## Saved data entries
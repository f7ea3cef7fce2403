//! Application-level configuration
//!
//! The theme used to live as ambient global state on the document root;
//! here it is explicit configuration owned by the application session and
//! passed down to whatever needs it.

use serde::{Deserialize, Serialize};

/// Presentation theme flag, consumed read-only by the presentation layer
#[derive(Debug, Clone, Copy, PartialEq, Eq, Serialize, Deserialize, Default)]
pub enum Theme {
    #[default]
    Light,
    Dark,
}

impl Theme {
    pub fn as_str(&self) -> &'static str {
        match self {
            Theme::Light => "light",
            Theme::Dark => "dark",
        }
    }

    pub fn from_str(s: &str) -> Option<Self> {
        match s.to_lowercase().as_str() {
            "light" => Some(Theme::Light),
            "dark" => Some(Theme::Dark),
            _ => None,
        }
    }

    pub fn is_dark(&self) -> bool {
        *self == Theme::Dark
    }

    pub fn toggled(&self) -> Self {
        match self {
            Theme::Light => Theme::Dark,
            Theme::Dark => Theme::Light,
        }
    }
}

/// Session-scoped application configuration
#[derive(Debug, Clone, Serialize, Deserialize)]
pub struct AppConfig {
    pub theme: Theme,
    /// Show advisory hint text for invalid actions
    pub show_hints: bool,
}

impl Default for AppConfig {
    fn default() -> Self {
        Self {
            theme: Theme::Light,
            show_hints: true,
        }
    }
}

impl AppConfig {
    pub fn toggle_theme(&mut self) {
        self.theme = self.theme.toggled();
    }
}

#[cfg(test)]
mod tests {
    use super::*;

    #[test]
    fn test_theme_round_trip() {
        assert_eq!(Theme::from_str("dark"), Some(Theme::Dark));
        assert_eq!(Theme::from_str("Light"), Some(Theme::Light));
        assert_eq!(Theme::from_str("sepia"), None);
        assert_eq!(Theme::Dark.as_str(), "dark");
    }

    #[test]
    fn test_toggle() {
        let mut config = AppConfig::default();
        assert!(!config.theme.is_dark());
        config.toggle_theme();
        assert!(config.theme.is_dark());
    }
}
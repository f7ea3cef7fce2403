//! Browser host bindings
//!
//! Thin wasm-bindgen wrappers around the game state machines. Each handle
//! owns one game instance; the Cartesian game is driven by a
//! `requestAnimationFrame` loop that feeds `performance.now()` into
//! `frame`. State crosses to JS as JSON snapshots; the page re-renders from
//! those rather than holding game state of its own.

use std::cell::RefCell;
use std::rc::Rc;

use wasm_bindgen::JsCast;
use wasm_bindgen::prelude::*;

use crate::cartesian::{CartesianGame, GamePhase};
use crate::config::Theme;
use crate::element::Element;
use crate::functions::{Difficulty, QuizRound};
use crate::plot::series_style;
use crate::vector::{TargetVector, VectorGame};
use crate::venn::{Origin, Region, VennGame};

#[wasm_bindgen(start)]
pub fn init() {
    console_error_panic_hook::set_once();
    let _ = console_log::init_with_level(log::Level::Info);
    log::info!("math-arcade initialized");
}

fn now_ms() -> f64 {
    web_sys::window()
        .and_then(|w| w.performance())
        .map(|p| p.now())
        .unwrap_or_else(js_sys::Date::now)
}

fn request_frame(closure: &Closure<dyn FnMut()>) {
    if let Some(window) = web_sys::window() {
        let _ = window.request_animation_frame(closure.as_ref().unchecked_ref());
    }
}

/// Parse an element the page serialized as text: an integer or a single char
fn element_from_str(s: &str) -> Option<Element> {
    if let Ok(n) = s.parse::<i64>() {
        return Some(Element::Num(n));
    }
    let mut chars = s.chars();
    match (chars.next(), chars.next()) {
        (Some(c), None) => Some(Element::Sym(c)),
        _ => None,
    }
}

/// The Cartesian timed challenge, animated by the browser
#[wasm_bindgen]
pub struct CartesianHandle {
    game: Rc<RefCell<CartesianGame>>,
}

#[wasm_bindgen]
impl CartesianHandle {
    #[wasm_bindgen(constructor)]
    pub fn new(seed: u64) -> Self {
        Self {
            game: Rc::new(RefCell::new(CartesianGame::new(seed))),
        }
    }

    /// Start a round and begin the frame loop. The loop stops itself when
    /// the round is no longer running.
    pub fn start(&self) -> bool {
        let started = self.game.borrow_mut().start(now_ms());
        if started {
            let game = self.game.clone();
            let holder: Rc<RefCell<Option<Closure<dyn FnMut()>>>> = Rc::new(RefCell::new(None));
            let reschedule = holder.clone();
            *holder.borrow_mut() = Some(Closure::new(move || {
                let _ = game.borrow_mut().frame(now_ms());
                if game.borrow().phase() == GamePhase::Running {
                    if let Some(closure) = reschedule.borrow().as_ref() {
                        request_frame(closure);
                    }
                }
            }));
            if let Some(closure) = holder.borrow().as_ref() {
                request_frame(closure);
            }
        }
        started
    }

    pub fn select_a(&self, value: i64) -> String {
        self.game.borrow_mut().select_a(value).message().to_string()
    }

    pub fn select_b(&self, value: char) -> String {
        self.game.borrow_mut().select_b(value).message().to_string()
    }

    pub fn submit(&self) -> String {
        self.game.borrow_mut().submit(now_ms()).message()
    }

    pub fn end(&self) -> bool {
        self.game.borrow_mut().end()
    }

    /// Full game state as JSON for the page to render
    pub fn snapshot(&self) -> String {
        serde_json::to_string(&self.game.borrow().snapshot()).unwrap_or_default()
    }
}

/// Function quiz / construct rounds
#[wasm_bindgen]
pub struct QuizHandle {
    rng: rand_pcg::Pcg32,
    difficulty: Difficulty,
    round: QuizRound,
    theme: Theme,
}

#[wasm_bindgen]
impl QuizHandle {
    #[wasm_bindgen(constructor)]
    pub fn new(seed: u64, difficulty: &str, theme: &str) -> Self {
        use rand::SeedableRng;
        let difficulty = match difficulty {
            "hard" => Difficulty::Hard,
            "medium" => Difficulty::Medium,
            _ => Difficulty::Easy,
        };
        let mut rng = rand_pcg::Pcg32::seed_from_u64(seed);
        let round = QuizRound::generate(&mut rng, difficulty);
        Self {
            rng,
            difficulty,
            round,
            theme: Theme::from_str(theme).unwrap_or_default(),
        }
    }

    /// Current options (equation strings) as a JSON array
    pub fn options(&self) -> String {
        let equations: Vec<&str> = self
            .round
            .options
            .iter()
            .map(|o| o.equation.as_str())
            .collect();
        serde_json::to_string(&equations).unwrap_or_default()
    }

    pub fn choose(&self, option_index: usize) -> bool {
        self.round.is_correct(option_index)
    }

    pub fn next_round(&mut self) {
        self.round = QuizRound::generate(&mut self.rng, self.difficulty);
    }

    /// Plot series for one option, styled for the current theme
    pub fn series(&self, option_index: usize) -> String {
        let Some(option) = self.round.options.get(option_index) else {
            return String::new();
        };
        let series = option.sample_points(series_style(option.kind, self.theme));
        serde_json::to_string(&series).unwrap_or_default()
    }
}

/// Venn classification game
#[wasm_bindgen]
pub struct VennHandle {
    game: VennGame,
}

#[wasm_bindgen]
impl VennHandle {
    #[wasm_bindgen(constructor)]
    pub fn new() -> Self {
        Self {
            game: VennGame::with_standard_problems(),
        }
    }

    /// Forward a drop: `(dragged element, source region id)` from the
    /// drag-and-drop surface. Empty source means the available pool.
    pub fn place(&mut self, element: &str, target_region: &str, source_region: &str) -> bool {
        let (Some(element), Some(target)) =
            (element_from_str(element), Region::from_id(target_region))
        else {
            return false;
        };
        let origin = match Region::from_id(source_region) {
            Some(r) => Origin::Region(r),
            None => Origin::Available,
        };
        self.game.place(element, target, origin) == crate::venn::PlaceOutcome::Moved
    }

    pub fn check(&mut self) -> String {
        self.game.check_answer().message()
    }

    pub fn score(&self) -> u32 {
        self.game.score()
    }

    pub fn description(&self) -> String {
        self.game.problem().description.clone()
    }

    pub fn placement(&self) -> String {
        serde_json::to_string(self.game.placement()).unwrap_or_default()
    }
}

impl Default for VennHandle {
    fn default() -> Self {
        Self::new()
    }
}

/// Vector decomposition game
#[wasm_bindgen]
pub struct VectorHandle {
    game: VectorGame,
}

#[wasm_bindgen]
impl VectorHandle {
    #[wasm_bindgen(constructor)]
    pub fn new(seed: u64, difficulty: u32) -> Self {
        Self {
            game: VectorGame::new(seed, difficulty),
        }
    }

    pub fn target_x(&self) -> f64 {
        self.game.target().x
    }

    pub fn target_y(&self) -> f64 {
        self.game.target().y
    }

    pub fn submit(&mut self, x: f64, y: f64) -> String {
        self.game.submit(TargetVector::new(x, y)).message().to_string()
    }

    pub fn score(&self) -> u32 {
        self.game.score()
    }
}
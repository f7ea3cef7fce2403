//! Math Arcade - interactive math-game state machines
//!
//! Core modules:
//! - `cartesian`: Cartesian-product "moving ball" timed challenge
//! - `functions`: function identification quiz / construction checker
//! - `venn`: Venn-diagram set classification engine
//! - `vector`: vector decomposition checker
//! - `sched`: deterministic timer scheduler with cancellable handles
//! - `plot`: series handed to the external plotting surface
//! - `config`: application-level configuration (theme)
//!
//! All game logic is deterministic and host-driven: each game owns a seeded
//! RNG and is advanced by timestamps supplied from outside (animation frames
//! in the browser, synthetic clocks in tests). No rendering or platform
//! dependencies live in these modules.

pub mod cartesian;
pub mod config;
pub mod element;
pub mod functions;
pub mod plot;
pub mod sched;
pub mod vector;
pub mod venn;

#[cfg(target_arch = "wasm32")]
pub mod wasm;

pub use config::{AppConfig, Theme};
pub use element::Element;

/// Game tuning constants
pub mod consts {
    /// Interval between ball relocations in the Cartesian game (ms)
    pub const RELOCATE_INTERVAL_MS: f64 = 5_000.0;
    /// Countdown tick interval (ms)
    pub const COUNTDOWN_TICK_MS: f64 = 1_000.0;
    /// Countdown start value (seconds shown to the player)
    pub const COUNTDOWN_START: u32 = 5;
    /// Ball relocation animation duration (ms)
    pub const BALL_ANIM_DURATION_MS: f64 = 200.0;
    /// Points for a correct Cartesian pair
    pub const PAIR_POINTS: u32 = 10;
    /// Points for a correct vector decomposition
    pub const VECTOR_POINTS: u32 = 10;
    /// Maximum points per Venn problem
    pub const VENN_MAX_POINTS: u32 = 10;

    /// Set sizes for the Cartesian game
    pub const SET_MIN_LEN: usize = 3;
    pub const SET_MAX_LEN: usize = 4;
    /// Set A values are drawn from [1, SET_A_MAX]
    pub const SET_A_MAX: i64 = 10;
    /// Fixed symbol alphabet for Set B
    pub const SET_B_ALPHABET: [char; 5] = ['a', 'b', 'c', 'd', 'e'];

    /// Trail history length for the moving ball (current behavior: no trail)
    pub const TRAIL_LENGTH: usize = 1;

    /// Construct-mode coefficient tolerance (absolute)
    pub const COEFF_TOLERANCE: f64 = 0.5;
    /// Vector component tolerance for "correct"
    pub const VECTOR_TOLERANCE: f64 = 0.2;
    /// Vector component tolerance for "close"
    pub const VECTOR_CLOSE_TOLERANCE: f64 = 0.5;

    /// Plot sampling domain and resolution
    pub const PLOT_X_MIN: f64 = -10.0;
    pub const PLOT_X_MAX: f64 = 10.0;
    pub const PLOT_SAMPLES: usize = 100;
}

/// Cubic ease-in-out curve on clamped progress `t ∈ [0, 1]`
#[inline]
pub fn ease_in_out_cubic(t: f32) -> f32 {
    let t = t.clamp(0.0, 1.0);
    if t < 0.5 {
        4.0 * t * t * t
    } else {
        1.0 - (-2.0 * t + 2.0).powi(3) / 2.0
    }
}

/// Linear interpolation between two scalars
#[inline]
pub fn lerp(a: f32, b: f32, t: f32) -> f32 {
    a + (b - a) * t
}

#[cfg(test)]
mod tests {
    use super::*;

    #[test]
    fn test_ease_endpoints() {
        assert_eq!(ease_in_out_cubic(0.0), 0.0);
        assert_eq!(ease_in_out_cubic(1.0), 1.0);
        // Clamped outside [0, 1]
        assert_eq!(ease_in_out_cubic(-0.3), 0.0);
        assert_eq!(ease_in_out_cubic(1.7), 1.0);
    }

    #[test]
    fn test_ease_midpoint_and_symmetry() {
        assert!((ease_in_out_cubic(0.5) - 0.5).abs() < 1e-6);
        // Symmetric around the midpoint
        let (lo, hi) = (ease_in_out_cubic(0.25), ease_in_out_cubic(0.75));
        assert!((lo + hi - 1.0).abs() < 1e-6);
    }

    #[test]
    fn test_ease_monotonic() {
        let mut prev = 0.0;
        for i in 0..=100 {
            let e = ease_in_out_cubic(i as f32 / 100.0);
            assert!(e >= prev);
            prev = e;
        }
    }
}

## Assigned task
When a line of the entries contains "return", it counts; say how many such lines there are, and nothing more.

## Solution below
3